On 12/14/05, Jef Allbright <firstname.lastname@example.org> wrote:
> Jef (to Michael)
> Do you mean that to the extent an agent is rational, it will naturally
> use all of its
> instrumental knowledge to promote its own goals and from its point of
> view there would be no question that such action is good?
> Well, the CI is by definition an objective thing. I do *not* believe
> that it's obvious that all AIs would be relativists about morality.
> However, I believe it's most likely so we don't need to argue about
> I certainly don't see any reason to argue about that particular topic
> at this time.
> The intended question has a double-entendre. The first meaning is that
> "all my goals are good from my point of view, by definition, so I
> don't need to question it". The second meaning is "I have no
> conception of morality, therefore I don't need to question it".
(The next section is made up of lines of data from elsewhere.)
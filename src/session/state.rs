//! # Session States
//!
//! The strict message ordering of one travel-rule session: a fixed
//! handshake-then-transfer sequence with a termination that is legal
//! from any non-terminal state.

use crate::error::{Result, VaspError};
use crate::model::MessageType;

/// Lifecycle state of a session. Each non-terminal state accepts exactly
/// one message type plus [`MessageType::Termination`].
#[derive(Debug, Clone, Copy, PartialEq, Eq, Hash)]
pub enum SessionState {
    AwaitingSessionRequest,
    AwaitingSessionReply,
    AwaitingTransferRequest,
    AwaitingTransferReply,
    AwaitingTransferDispatch,
    AwaitingTransferConfirmation,
    Terminated,
}

impl SessionState {
    /// The single message type this state is waiting for, `None` once
    /// terminated.
    pub fn expected(self) -> Option<MessageType> {
        match self {
            SessionState::AwaitingSessionRequest => Some(MessageType::SessionRequest),
            SessionState::AwaitingSessionReply => Some(MessageType::SessionReply),
            SessionState::AwaitingTransferRequest => Some(MessageType::TransferRequest),
            SessionState::AwaitingTransferReply => Some(MessageType::TransferReply),
            SessionState::AwaitingTransferDispatch => Some(MessageType::TransferDispatch),
            SessionState::AwaitingTransferConfirmation => Some(MessageType::TransferConfirmation),
            SessionState::Terminated => None,
        }
    }

    fn advanced(self) -> SessionState {
        match self {
            SessionState::AwaitingSessionRequest => SessionState::AwaitingSessionReply,
            SessionState::AwaitingSessionReply => SessionState::AwaitingTransferRequest,
            SessionState::AwaitingTransferRequest => SessionState::AwaitingTransferReply,
            SessionState::AwaitingTransferReply => SessionState::AwaitingTransferDispatch,
            SessionState::AwaitingTransferDispatch => SessionState::AwaitingTransferConfirmation,
            SessionState::AwaitingTransferConfirmation | SessionState::Terminated => {
                SessionState::Terminated
            }
        }
    }

    pub fn is_terminal(self) -> bool {
        self == SessionState::Terminated
    }

    /// Validate an incoming message type and compute the successor
    /// state. The receiver is unchanged: callers commit the returned
    /// state only after the message is fully processed, so a failed
    /// handler leaves the session where a retry can still succeed.
    ///
    /// A termination notice is accepted from any state and forces
    /// `Terminated`; accepting it on an already-terminated session is a
    /// no-op rather than a violation, since the transport only promises
    /// at-least-once delivery.
    ///
    /// # Errors
    /// Returns a protocol violation when the type does not match the
    /// expected successor.
    pub fn accept(self, incoming: MessageType) -> Result<SessionState> {
        if incoming == MessageType::Termination {
            return Ok(SessionState::Terminated);
        }
        match self.expected() {
            Some(expected) if expected == incoming => Ok(self.advanced()),
            Some(expected) => Err(VaspError::UnexpectedMessage {
                expected: expected.name(),
                received: incoming.name(),
            }),
            None => Err(VaspError::UnexpectedMessage {
                expected: "no further messages (session terminated)",
                received: incoming.name(),
            }),
        }
    }

    pub fn name(self) -> &'static str {
        match self {
            SessionState::AwaitingSessionRequest => "AwaitingSessionRequest",
            SessionState::AwaitingSessionReply => "AwaitingSessionReply",
            SessionState::AwaitingTransferRequest => "AwaitingTransferRequest",
            SessionState::AwaitingTransferReply => "AwaitingTransferReply",
            SessionState::AwaitingTransferDispatch => "AwaitingTransferDispatch",
            SessionState::AwaitingTransferConfirmation => "AwaitingTransferConfirmation",
            SessionState::Terminated => "Terminated",
        }
    }
}

impl std::fmt::Display for SessionState {
    fn fmt(&self, f: &mut std::fmt::Formatter<'_>) -> std::fmt::Result {
        f.write_str(self.name())
    }
}
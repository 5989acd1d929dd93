//! # Identity Types
//!
//! Counterparty identity and transfer bookkeeping records shared by the
//! message hierarchy and the session state machine.

use crate::error::{Result, VaspError};
use chrono::{DateTime, Utc};
use serde::{Deserialize, Serialize};

/// Length of a VASP code in hex characters.
pub const VASP_CODE_LENGTH: usize = 8;

/// Length of a VAAN in hex characters.
pub const VAAN_LENGTH: usize = 24;

fn require_hex(value: &str, len: usize, what: &str) -> Result<()> {
    if value.len() != len {
        return Err(VaspError::Format(format!(
            "{what} must be {len} hex characters, got {}",
            value.len()
        )));
    }
    if !value.chars().all(|c| c.is_ascii_hexdigit()) {
        return Err(VaspError::Format(format!("{what} is not valid hex")));
    }
    Ok(())
}

/// Registered identifier of a VASP, 8 hex characters.
#[derive(Debug, Clone, PartialEq, Eq, Hash, Serialize, Deserialize)]
#[serde(transparent)]
pub struct VaspCode(String);

impl VaspCode {
    pub fn new(code: impl Into<String>) -> Result<Self> {
        let code = code.into();
        require_hex(&code, VASP_CODE_LENGTH, "VASP code")?;
        Ok(Self(code.to_lowercase()))
    }

    pub fn as_str(&self) -> &str {
        &self.0
    }
}

impl std::fmt::Display for VaspCode {
    fn fmt(&self, f: &mut std::fmt::Formatter<'_>) -> std::fmt::Result {
        f.write_str(&self.0)
    }
}

/// VASP-scoped account number identifying a transfer originator or
/// beneficiary, 24 hex characters (the first 8 are the owning VASP's
/// code; the trailing check byte is kept opaque here).
#[derive(Debug, Clone, PartialEq, Eq, Hash, Serialize, Deserialize)]
#[serde(transparent)]
pub struct Vaan(String);

impl Vaan {
    pub fn new(vaan: impl Into<String>) -> Result<Self> {
        let vaan = vaan.into();
        require_hex(&vaan, VAAN_LENGTH, "VAAN")?;
        Ok(Self(vaan.to_lowercase()))
    }

    pub fn as_str(&self) -> &str {
        &self.0
    }

    /// The code of the VASP that issued this account number.
    pub fn vasp_code(&self) -> VaspCode {
        VaspCode(self.0[..VASP_CODE_LENGTH].to_string())
    }
}

impl std::fmt::Display for Vaan {
    fn fmt(&self, f: &mut std::fmt::Formatter<'_>) -> std::fmt::Result {
        f.write_str(&self.0)
    }
}

/// Public identity of a VASP as advertised through the contract registry.
///
/// `handshake_key` protects messages in flight (asymmetric envelopes);
/// `signing_key` authenticates authorship. The two concerns are
/// orthogonal and use separate key pairs.
#[derive(Debug, Clone, PartialEq, Eq, Serialize, Deserialize)]
pub struct VaspInfo {
    pub name: String,
    pub vasp_code: VaspCode,
    /// On-chain registry address of the VASP contract, hex.
    pub contract_address: String,
    /// Public key for transport-level asymmetric encryption, hex.
    pub handshake_key: String,
    /// Uncompressed secp256k1 public key for signature verification, hex.
    pub signing_key: String,
}

/// Originator or beneficiary of a regulated transfer.
#[derive(Debug, Clone, PartialEq, Eq, Serialize, Deserialize)]
pub struct TravelRuleParty {
    pub name: String,
    pub vaan: Vaan,
}

/// Virtual asset being transferred.
#[derive(Debug, Clone, Copy, PartialEq, Eq, Serialize, Deserialize)]
pub enum AssetType {
    #[serde(rename = "ETH")]
    Eth,
    #[serde(rename = "BTC")]
    Btc,
}

/// Asset and amount of one transfer. Amounts are integral minor units.
#[derive(Debug, Clone, Copy, PartialEq, Eq, Serialize, Deserialize)]
pub struct TransferSpec {
    pub asset: AssetType,
    pub amount: u128,
}

/// Settlement transaction record carried on a dispatch message.
#[derive(Debug, Clone, PartialEq, Eq, Serialize, Deserialize)]
pub struct TxRecord {
    pub id: String,
    pub date_time: DateTime<Utc>,
    pub sending_address: String,
}

/// Transfer context accumulated over the lifetime of one session.
///
/// Fields fill in as the handshake progresses: parties and amount from
/// the transfer request, the settlement address from the reply, the
/// transaction record from the dispatch.
#[derive(Debug, Clone, Default, PartialEq, Eq, Serialize, Deserialize)]
pub struct TransferInfo {
    pub originator: Option<TravelRuleParty>,
    pub beneficiary: Option<TravelRuleParty>,
    pub transfer: Option<TransferSpec>,
    pub destination_address: Option<String>,
    pub tx: Option<TxRecord>,
}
> My intent was closer to your first interpretation, but perhaps not
> exact. When I say "good" I don't mean it in a moral sense or as in
> "good" vs. "evil". I am trying (and not doing a very good [oops, that
> word again] job of it) to show that any agent (human, AGI, or other
> form) must necessarily evaluate actions with respect to achieving its
> goals, and that actions which promote its goals must be considered
> good to some extent while actions that detract from its goals must be
> considered bad. I am arguing that what is called "good" is what
> works, and while such evaluations are necessarily from a subjective
> viewpoint, that we can all agree (objectively) that for each of us,
> what works is considered good.
> I think it's concievable that an AGI might have no moral sense, and be
> bound only by consequential reasoning about its goals. I also think
> it's concievable than an AGI would have a moral sense, but due to its
> mental model have varying beliefs about good and evil, despite its
> conclusions about what is objectively true.
> I would argue, later, that any moral "sense" is ultimately due to
> consequential effects at some level, but I don't want to jump ahead
> yet. I would also argue, later, that any moral sense based on
> "varying beliefs about good and evil, despite its conclusion about
> what is objectively true" (as you put it) would be an accurate
> description of part of current human morality, but limited in its
> capability to promote good due to its restrictions on its own
> instrumental knowledge that must be employed in the promotion of its
> Jef's question #2 to Michael
> If this [question #1] is true, then would it also see increasing its
> objective knowledge in support of its goals as rational and inherently
> good (from its point of view?)
> Not necessarily. It may consider knowledge to be inherently morally
> neutral, although in consequential terms accumulated knowledge may be
> morally valuable. An AGI acting under CI would desire to accumulate
> objective knowledge as it related to its goals, but not necessarily
> see it as good in itself.
> I wasn't making any claim about something being good in itself. I was
> careful each time to frame "good" as the subjective evaluation by an
> agent with regard to whether some action promoted its goals.
> There are a lot of abstractions here. Subjectivity doesn't destroy my
> point. Even from its own point of view, it might be that some
> knowledge is good, and some is not good, and some is neutral. An AGI
> might regard knowledge as good, if it contributes to its goals, for
> example. If that were the litmus test, then subjectively speaking,
> some knowledge would be good, and some would be morally neutral.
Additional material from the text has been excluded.